Dataset: Begin

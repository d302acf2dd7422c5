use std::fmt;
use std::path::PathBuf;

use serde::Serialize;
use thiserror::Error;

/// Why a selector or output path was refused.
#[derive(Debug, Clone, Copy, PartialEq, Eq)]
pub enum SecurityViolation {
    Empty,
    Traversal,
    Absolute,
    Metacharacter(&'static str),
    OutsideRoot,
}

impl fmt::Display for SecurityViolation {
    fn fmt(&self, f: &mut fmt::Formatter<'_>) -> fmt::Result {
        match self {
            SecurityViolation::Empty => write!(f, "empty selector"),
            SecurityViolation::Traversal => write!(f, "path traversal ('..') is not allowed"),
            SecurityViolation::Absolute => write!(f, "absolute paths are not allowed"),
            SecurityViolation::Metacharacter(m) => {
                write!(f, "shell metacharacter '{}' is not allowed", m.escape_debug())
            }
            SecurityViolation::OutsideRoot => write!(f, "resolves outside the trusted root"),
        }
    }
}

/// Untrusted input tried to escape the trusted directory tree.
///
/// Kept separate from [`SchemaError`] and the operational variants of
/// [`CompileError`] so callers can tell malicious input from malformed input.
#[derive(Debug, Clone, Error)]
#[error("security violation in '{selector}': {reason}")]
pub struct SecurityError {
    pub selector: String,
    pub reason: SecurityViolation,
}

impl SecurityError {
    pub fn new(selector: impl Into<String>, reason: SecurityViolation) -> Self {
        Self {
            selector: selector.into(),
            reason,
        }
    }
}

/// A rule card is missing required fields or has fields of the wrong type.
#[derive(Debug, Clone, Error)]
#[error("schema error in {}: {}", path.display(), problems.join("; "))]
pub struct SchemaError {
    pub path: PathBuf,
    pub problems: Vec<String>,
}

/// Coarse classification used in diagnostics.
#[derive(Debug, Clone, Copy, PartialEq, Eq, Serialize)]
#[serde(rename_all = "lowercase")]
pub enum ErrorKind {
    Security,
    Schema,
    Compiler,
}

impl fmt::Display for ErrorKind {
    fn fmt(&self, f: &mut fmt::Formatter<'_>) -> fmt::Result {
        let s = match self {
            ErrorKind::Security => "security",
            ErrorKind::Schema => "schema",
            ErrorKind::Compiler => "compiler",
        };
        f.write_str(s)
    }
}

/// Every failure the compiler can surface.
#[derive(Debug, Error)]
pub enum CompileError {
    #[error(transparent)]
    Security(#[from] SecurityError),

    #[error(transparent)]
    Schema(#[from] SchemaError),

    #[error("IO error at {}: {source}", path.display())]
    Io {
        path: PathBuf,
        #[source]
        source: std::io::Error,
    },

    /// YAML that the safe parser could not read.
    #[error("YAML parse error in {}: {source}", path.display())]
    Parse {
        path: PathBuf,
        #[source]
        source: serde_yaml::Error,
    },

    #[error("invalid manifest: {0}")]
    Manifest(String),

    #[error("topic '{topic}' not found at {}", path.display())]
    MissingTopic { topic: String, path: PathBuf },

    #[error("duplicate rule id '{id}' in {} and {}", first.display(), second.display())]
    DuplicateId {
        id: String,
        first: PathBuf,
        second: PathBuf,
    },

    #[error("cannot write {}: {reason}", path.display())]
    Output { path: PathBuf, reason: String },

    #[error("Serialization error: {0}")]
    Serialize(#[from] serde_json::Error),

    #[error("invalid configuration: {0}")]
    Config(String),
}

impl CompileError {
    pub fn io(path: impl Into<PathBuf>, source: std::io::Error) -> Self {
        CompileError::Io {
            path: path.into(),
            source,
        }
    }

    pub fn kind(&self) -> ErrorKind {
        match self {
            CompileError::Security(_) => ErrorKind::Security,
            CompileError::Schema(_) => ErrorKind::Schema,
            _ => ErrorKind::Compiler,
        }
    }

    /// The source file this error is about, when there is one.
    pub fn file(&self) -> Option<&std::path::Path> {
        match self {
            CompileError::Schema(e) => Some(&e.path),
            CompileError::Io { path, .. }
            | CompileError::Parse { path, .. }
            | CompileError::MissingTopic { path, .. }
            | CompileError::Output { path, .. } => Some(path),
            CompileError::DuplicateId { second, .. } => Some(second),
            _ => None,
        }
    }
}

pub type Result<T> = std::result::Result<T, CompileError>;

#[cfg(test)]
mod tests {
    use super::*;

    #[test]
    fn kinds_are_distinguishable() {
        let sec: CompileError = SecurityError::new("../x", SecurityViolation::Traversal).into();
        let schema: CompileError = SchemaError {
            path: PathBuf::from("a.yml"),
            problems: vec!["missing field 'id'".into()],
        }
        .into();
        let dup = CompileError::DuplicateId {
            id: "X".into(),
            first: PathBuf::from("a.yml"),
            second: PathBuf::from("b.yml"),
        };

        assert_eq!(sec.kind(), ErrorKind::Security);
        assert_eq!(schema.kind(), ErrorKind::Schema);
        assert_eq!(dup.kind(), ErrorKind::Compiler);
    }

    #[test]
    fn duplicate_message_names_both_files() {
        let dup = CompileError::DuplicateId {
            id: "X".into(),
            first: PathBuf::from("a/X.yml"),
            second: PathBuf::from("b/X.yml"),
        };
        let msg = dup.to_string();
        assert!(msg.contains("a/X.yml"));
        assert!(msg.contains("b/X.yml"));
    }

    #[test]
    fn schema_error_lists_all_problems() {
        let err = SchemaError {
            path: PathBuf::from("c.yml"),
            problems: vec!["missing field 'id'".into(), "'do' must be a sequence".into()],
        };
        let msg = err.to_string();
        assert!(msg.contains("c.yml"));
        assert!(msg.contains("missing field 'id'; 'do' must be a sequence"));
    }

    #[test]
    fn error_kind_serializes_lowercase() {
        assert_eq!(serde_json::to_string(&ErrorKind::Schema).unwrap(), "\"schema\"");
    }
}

Dataset: End
Dataset: Begin

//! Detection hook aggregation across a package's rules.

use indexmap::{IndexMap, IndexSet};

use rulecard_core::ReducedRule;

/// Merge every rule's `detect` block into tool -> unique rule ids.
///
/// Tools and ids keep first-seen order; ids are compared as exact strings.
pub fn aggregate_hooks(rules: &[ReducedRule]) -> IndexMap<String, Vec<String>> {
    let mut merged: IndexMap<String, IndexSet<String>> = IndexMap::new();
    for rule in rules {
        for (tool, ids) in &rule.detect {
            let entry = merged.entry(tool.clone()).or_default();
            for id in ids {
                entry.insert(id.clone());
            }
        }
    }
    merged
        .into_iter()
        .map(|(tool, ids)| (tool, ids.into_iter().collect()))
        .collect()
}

Dataset: End

## Work instruction
Wherever the string "sequence" occurs in the records, copy the line it is in.

## Result for this task
            problems: vec!["missing field 'id'".into(), "'do' must be a sequence".into()],
        assert!(msg.contains("missing field 'id'; 'do' must be a sequence"));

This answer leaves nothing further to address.